Engineer and nuclear sub veteran Lorenzo Giangrande's debut novel Debt of Conscience is a passionate revelatory glimpse into secrets of
U.S. sociopolitical guilt and economic vulnerability to terrorism. In a
narrative spanning from the American Southwest and northern Great Lakes
to the breeding grounds of hatred in the Mideast and the halls of power in
Washington, D.C., Giangrande weaves together disparate storylines -- one
of Native American nations determined to see their sovereignty recognized and
crimes against them redressed by the highest law of the land, the other of an
Iraqi madman plotting to destroy vital lines of commerce in an act so bold and
unexpected that none can be prepared.
In 1813, an alliance of Native American nations led by the great Shawnee warrior and prophet Tecumseh made a stand against
the military might of a young U.S. government that had broken so many promises
to native peoples, usurping their lands and attempting to exterminate those who
would live in peace with the white newcomers. On the eve of the battle, Tecumseh
saw his own death and the scattering and diminution of the native nations in a
vision. But he also prophesied that two warriors would arise in eight
generations from the land of red stone and hot sand who would unite their people
and return them to their rightful place as a sovereign nation.

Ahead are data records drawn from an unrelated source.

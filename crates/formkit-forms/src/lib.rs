//! # formkit-forms
//!
//! Renders a form from a declarative field list, tracks per-field values and
//! errors, validates required fields on submit, and produces a result line.
//!
//! - [`schema`] - field descriptors and schemas (pure data)
//! - [`state`] - form state and its reducer
//! - [`widgets`] - HTML controls per field kind
//! - [`bound_field`] - a descriptor bound to its value and error
//! - [`renderer`] - the form renderer

pub mod bound_field;
pub mod renderer;
pub mod schema;
pub mod state;
pub mod widgets;

pub use renderer::{FormRenderer, RenderOptions, SubmitEvent};
pub use schema::{example_schema, AttrValue, FieldDescriptor, FieldKind, Schema};
pub use state::{FieldError, FormAction, FormState, REQUIRED_MESSAGE};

More than a century and a half later, the birth of twin boys descended from
the Shawnee in New Mexico on a Pueblo reservation heralds the imminent
fulfillment of Tecumseh's prophecy. Educated in history and law and schooled in
Native American traditions and in the legacy of crimes against their people by
their tribal elder foster father, the brothers lead the charge to galvanize the
sundry native nations into a coalition that will ultimately take on the Supreme
Court in a bid to see the wrongs against Native Americans since before the
inception of the United States redressed. But their rightful challenge weakens
the U.S. in international eyes, and the popular sitting President, the man
covertly responsible for Saddam Hussein's assassination, finds himself under
pressure to see this problem resolved, and quickly.
But an insidious Iraqi terrorist driven to cripple the hated U.S. threatens
American power and standing from a vastly different direction. He has laid out a
plan to take out the vital St. Lawrence Seaway commercial shipping lane by
draining Lake Erie, and he will stop at nothing to see his scheme come to
fruition.
Although occasionally lamed by stilted dialogue and weak characterization,
Debt of Conscience is an impassioned disclosure of federal crimes that have yet
to be righted, and of assailable targets the current war on terror has not taken
into account. Author Giangrande displays an almost Clancy-esque devotion to
detail in his descriptions of the Great Lakes and the ships that travel them, as
well as to little known facts about the Supreme Court, technologies employed by
the military and the story's terrorists, and myriad other aspects of his tale.
In spite of this novel's weakenesses, make no mistake -- the real-life truths
behind its story are important ones that every U.S. citizen should understand.